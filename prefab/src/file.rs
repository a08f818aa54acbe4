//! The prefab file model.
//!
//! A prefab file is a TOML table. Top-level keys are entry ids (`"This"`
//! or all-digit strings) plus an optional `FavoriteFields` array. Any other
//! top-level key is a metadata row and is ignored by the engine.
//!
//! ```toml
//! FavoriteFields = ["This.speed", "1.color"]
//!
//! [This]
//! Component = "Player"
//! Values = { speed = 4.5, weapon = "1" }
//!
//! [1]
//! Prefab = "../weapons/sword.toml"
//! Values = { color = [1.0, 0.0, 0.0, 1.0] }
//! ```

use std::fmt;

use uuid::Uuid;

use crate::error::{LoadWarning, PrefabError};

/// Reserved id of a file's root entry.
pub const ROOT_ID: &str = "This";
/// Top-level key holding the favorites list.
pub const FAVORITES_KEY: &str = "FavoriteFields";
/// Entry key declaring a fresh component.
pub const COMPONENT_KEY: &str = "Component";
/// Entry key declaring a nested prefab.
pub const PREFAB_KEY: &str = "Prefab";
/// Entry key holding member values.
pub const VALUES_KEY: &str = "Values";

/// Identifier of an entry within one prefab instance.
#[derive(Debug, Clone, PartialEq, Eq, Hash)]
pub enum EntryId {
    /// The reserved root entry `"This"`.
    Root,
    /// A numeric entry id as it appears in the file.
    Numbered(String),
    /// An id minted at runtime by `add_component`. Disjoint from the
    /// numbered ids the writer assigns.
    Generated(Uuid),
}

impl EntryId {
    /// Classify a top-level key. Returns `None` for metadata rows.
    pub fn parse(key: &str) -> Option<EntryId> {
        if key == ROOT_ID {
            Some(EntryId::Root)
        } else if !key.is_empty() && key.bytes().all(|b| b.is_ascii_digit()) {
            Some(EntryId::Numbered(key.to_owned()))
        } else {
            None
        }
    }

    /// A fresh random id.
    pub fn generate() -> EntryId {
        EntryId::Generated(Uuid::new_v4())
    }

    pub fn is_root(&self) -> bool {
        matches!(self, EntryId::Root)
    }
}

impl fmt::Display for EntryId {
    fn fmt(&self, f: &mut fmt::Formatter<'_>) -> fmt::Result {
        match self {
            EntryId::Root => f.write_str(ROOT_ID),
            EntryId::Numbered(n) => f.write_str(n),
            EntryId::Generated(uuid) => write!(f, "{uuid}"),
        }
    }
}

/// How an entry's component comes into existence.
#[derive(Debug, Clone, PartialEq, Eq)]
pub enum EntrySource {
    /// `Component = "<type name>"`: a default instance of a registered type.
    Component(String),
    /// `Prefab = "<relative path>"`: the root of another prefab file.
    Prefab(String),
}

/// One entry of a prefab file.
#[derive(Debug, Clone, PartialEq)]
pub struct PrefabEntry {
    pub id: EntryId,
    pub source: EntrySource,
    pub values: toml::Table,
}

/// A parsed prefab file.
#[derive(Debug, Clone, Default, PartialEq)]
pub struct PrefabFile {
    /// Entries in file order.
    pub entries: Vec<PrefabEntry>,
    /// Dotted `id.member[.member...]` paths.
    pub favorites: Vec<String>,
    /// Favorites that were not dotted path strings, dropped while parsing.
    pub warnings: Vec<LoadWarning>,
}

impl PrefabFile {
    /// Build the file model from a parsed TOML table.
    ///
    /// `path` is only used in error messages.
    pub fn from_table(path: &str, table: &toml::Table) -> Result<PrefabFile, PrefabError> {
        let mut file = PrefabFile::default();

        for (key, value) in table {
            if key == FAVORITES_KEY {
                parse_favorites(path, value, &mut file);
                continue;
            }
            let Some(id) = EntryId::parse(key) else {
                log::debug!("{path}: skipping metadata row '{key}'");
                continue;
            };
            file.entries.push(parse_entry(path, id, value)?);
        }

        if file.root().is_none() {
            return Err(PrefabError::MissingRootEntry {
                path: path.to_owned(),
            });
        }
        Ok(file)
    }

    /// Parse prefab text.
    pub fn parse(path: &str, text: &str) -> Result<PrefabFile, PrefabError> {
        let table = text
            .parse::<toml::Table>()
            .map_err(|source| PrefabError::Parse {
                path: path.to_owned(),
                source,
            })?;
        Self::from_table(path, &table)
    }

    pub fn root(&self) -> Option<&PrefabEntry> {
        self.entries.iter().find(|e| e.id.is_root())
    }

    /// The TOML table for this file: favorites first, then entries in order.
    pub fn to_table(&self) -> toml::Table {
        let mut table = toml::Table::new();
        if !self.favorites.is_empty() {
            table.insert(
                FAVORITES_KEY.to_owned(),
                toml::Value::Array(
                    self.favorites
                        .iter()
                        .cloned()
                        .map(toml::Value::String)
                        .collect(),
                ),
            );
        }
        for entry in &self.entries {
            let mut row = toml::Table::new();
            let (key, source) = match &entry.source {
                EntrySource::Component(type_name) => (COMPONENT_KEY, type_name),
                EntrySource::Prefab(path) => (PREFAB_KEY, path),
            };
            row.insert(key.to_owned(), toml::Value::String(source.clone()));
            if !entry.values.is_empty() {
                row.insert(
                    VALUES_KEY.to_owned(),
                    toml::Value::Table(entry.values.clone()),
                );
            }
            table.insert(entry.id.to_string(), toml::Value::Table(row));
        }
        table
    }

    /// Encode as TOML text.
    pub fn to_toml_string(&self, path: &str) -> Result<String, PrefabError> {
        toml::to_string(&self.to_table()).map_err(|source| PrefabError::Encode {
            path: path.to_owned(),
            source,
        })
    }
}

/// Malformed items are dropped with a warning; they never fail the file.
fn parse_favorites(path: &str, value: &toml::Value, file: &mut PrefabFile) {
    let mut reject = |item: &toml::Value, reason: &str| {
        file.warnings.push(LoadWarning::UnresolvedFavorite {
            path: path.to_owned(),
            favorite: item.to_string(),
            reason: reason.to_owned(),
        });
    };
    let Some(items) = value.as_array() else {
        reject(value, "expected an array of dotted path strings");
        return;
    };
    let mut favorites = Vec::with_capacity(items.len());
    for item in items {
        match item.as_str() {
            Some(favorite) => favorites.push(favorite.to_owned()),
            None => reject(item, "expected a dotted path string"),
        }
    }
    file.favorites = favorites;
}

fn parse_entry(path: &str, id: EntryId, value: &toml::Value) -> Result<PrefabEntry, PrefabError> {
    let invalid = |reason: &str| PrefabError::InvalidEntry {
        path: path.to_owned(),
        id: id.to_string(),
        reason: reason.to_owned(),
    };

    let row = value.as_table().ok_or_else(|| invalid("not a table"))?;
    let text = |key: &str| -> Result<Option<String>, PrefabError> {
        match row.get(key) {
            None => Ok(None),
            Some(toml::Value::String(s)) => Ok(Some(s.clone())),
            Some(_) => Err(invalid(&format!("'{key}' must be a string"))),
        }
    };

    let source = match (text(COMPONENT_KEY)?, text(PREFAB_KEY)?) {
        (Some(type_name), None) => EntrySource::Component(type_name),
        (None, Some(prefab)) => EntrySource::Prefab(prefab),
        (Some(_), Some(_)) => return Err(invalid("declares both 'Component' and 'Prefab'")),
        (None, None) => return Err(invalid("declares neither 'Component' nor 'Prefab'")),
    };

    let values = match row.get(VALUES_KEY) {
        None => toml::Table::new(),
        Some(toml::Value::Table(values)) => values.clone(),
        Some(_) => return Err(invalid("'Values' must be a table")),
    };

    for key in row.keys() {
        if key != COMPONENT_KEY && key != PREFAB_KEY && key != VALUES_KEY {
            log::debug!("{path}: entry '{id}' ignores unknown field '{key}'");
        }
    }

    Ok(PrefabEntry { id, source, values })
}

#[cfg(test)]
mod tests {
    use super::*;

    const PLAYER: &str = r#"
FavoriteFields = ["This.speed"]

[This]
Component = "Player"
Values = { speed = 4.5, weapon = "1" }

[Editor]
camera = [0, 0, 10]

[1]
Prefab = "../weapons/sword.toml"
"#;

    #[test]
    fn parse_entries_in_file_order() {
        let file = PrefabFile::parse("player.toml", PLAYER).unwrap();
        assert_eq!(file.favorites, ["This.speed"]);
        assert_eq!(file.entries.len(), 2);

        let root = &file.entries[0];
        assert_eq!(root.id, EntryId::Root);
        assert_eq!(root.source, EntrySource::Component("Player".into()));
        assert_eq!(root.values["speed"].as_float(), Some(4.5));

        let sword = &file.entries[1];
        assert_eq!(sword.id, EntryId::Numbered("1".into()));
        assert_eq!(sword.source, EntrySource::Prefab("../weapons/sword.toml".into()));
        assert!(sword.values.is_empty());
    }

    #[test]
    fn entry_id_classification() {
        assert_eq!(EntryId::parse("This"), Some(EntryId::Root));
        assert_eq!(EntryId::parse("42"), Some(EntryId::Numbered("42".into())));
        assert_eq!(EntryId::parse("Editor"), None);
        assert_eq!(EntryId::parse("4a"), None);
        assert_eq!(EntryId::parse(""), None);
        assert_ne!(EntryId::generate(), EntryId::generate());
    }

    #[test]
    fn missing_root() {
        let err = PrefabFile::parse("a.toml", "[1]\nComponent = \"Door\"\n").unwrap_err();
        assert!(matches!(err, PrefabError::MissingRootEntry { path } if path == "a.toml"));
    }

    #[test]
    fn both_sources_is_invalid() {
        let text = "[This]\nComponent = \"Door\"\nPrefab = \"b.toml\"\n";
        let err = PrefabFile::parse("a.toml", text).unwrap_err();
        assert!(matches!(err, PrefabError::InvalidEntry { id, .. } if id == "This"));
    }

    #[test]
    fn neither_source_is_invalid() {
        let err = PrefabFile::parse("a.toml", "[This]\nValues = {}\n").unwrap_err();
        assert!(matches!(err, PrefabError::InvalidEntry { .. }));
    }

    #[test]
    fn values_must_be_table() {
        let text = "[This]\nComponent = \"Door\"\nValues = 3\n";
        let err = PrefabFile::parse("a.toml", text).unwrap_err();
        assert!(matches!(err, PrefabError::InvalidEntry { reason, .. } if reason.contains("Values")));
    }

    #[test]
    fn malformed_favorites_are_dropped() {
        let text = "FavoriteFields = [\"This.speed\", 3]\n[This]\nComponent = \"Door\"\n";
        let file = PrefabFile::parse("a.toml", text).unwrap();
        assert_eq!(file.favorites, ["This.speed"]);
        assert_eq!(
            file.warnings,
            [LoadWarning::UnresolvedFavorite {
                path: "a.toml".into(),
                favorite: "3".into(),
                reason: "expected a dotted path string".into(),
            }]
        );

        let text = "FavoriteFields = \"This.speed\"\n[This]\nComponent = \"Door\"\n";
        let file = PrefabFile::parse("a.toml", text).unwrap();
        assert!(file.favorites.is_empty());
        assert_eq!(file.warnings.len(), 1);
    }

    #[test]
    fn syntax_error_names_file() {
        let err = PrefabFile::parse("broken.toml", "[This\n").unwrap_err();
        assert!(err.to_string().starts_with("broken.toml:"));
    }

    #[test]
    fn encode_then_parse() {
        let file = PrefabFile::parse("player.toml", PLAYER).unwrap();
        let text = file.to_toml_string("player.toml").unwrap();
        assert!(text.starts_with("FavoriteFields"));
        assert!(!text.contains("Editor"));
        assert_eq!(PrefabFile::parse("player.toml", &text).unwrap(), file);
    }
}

======

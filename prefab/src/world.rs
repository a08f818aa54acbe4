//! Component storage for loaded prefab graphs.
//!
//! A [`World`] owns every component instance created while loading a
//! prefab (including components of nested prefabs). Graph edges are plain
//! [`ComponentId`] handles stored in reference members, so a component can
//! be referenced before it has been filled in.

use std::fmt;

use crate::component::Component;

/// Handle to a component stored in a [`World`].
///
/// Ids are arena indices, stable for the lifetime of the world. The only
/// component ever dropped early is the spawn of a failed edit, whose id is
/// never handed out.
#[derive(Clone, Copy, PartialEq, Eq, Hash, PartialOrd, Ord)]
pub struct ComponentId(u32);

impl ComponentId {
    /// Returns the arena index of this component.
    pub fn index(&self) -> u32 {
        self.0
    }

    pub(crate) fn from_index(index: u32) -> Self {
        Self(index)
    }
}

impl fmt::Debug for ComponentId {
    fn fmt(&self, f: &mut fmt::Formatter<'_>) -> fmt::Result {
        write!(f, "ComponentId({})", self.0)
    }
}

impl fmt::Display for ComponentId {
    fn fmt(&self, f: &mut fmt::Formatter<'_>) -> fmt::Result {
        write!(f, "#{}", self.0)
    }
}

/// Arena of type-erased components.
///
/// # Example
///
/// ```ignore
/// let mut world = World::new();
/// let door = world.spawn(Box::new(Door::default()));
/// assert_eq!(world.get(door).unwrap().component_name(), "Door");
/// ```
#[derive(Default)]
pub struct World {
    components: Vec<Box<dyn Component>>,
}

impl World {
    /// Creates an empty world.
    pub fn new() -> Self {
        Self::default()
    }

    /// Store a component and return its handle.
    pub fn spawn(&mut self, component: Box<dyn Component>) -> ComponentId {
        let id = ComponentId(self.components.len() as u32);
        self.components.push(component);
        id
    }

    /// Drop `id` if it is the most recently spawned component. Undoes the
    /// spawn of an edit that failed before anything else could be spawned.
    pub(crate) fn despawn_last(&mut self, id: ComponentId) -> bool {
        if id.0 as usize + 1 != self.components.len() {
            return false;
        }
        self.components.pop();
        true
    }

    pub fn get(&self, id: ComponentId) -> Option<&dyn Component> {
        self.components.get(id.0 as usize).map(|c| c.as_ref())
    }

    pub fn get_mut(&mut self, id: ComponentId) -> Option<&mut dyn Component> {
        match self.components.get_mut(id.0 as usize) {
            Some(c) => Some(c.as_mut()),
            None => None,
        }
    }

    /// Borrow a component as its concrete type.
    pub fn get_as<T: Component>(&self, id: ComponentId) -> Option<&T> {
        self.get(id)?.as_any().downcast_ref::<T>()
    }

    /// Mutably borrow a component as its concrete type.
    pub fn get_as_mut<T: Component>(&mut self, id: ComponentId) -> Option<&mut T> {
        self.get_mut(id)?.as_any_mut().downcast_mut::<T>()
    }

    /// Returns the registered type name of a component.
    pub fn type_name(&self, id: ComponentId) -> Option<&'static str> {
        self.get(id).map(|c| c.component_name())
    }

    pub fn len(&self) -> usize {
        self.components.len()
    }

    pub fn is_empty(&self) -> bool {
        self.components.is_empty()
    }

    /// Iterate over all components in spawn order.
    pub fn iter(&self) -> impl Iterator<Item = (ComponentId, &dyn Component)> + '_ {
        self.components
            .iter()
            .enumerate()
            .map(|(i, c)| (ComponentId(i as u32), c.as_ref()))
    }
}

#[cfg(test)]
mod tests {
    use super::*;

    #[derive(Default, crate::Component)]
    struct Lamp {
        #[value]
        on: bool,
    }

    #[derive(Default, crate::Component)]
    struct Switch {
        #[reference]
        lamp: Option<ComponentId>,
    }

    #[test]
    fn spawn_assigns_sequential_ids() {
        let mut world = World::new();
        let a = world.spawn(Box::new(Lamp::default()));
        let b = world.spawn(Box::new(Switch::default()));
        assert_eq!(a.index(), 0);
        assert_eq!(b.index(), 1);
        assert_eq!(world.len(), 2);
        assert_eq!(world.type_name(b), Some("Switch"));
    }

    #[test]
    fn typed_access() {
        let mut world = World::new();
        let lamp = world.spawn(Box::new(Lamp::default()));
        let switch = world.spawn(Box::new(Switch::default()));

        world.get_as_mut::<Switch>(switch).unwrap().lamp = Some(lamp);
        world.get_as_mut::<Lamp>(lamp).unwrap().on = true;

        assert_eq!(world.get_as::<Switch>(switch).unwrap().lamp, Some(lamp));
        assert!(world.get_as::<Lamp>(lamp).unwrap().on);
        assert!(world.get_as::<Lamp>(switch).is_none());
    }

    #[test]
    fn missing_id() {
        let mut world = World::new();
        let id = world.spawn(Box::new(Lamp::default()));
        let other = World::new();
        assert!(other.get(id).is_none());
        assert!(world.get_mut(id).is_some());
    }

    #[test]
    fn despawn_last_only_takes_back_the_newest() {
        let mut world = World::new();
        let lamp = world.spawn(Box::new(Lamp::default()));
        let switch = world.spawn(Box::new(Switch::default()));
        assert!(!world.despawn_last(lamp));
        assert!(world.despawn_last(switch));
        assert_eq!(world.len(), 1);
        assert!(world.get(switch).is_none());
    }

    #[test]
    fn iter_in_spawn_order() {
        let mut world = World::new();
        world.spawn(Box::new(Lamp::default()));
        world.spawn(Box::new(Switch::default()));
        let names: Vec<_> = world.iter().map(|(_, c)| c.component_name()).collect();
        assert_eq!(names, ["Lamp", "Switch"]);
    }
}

======

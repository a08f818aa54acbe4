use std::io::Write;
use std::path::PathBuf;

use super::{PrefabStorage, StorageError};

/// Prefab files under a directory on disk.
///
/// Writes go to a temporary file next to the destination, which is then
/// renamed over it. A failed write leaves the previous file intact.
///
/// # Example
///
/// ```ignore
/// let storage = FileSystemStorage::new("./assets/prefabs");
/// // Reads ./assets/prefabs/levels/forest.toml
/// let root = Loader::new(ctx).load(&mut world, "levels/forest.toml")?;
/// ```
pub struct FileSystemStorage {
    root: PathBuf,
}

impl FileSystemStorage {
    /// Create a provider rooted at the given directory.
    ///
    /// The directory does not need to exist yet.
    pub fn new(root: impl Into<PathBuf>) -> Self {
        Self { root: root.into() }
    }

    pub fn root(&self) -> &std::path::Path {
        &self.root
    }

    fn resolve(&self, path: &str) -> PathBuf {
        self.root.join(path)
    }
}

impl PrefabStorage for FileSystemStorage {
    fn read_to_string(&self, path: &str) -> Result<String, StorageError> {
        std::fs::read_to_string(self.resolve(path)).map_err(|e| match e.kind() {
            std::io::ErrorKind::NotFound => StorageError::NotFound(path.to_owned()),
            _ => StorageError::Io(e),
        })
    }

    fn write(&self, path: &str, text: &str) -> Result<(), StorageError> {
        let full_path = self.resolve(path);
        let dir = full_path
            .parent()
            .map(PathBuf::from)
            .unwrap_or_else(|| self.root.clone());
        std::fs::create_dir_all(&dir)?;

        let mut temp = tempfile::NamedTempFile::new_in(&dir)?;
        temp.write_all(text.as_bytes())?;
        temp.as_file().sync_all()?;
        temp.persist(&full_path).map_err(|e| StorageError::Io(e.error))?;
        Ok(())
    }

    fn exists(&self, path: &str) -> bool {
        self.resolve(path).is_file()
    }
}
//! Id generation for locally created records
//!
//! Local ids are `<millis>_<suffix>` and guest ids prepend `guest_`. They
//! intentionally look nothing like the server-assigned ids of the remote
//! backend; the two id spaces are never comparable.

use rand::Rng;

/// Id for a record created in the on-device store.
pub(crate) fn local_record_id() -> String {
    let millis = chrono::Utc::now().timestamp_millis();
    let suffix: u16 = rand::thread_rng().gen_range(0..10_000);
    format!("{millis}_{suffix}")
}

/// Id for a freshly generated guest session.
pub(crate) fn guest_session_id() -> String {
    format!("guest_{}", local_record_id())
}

======

Work item: Find and copy each line of the data where "Editor" is present.

Exercise response:
[Editor]
        assert_eq!(EntryId::parse("Editor"), None);
        assert!(!text.contains("Editor"));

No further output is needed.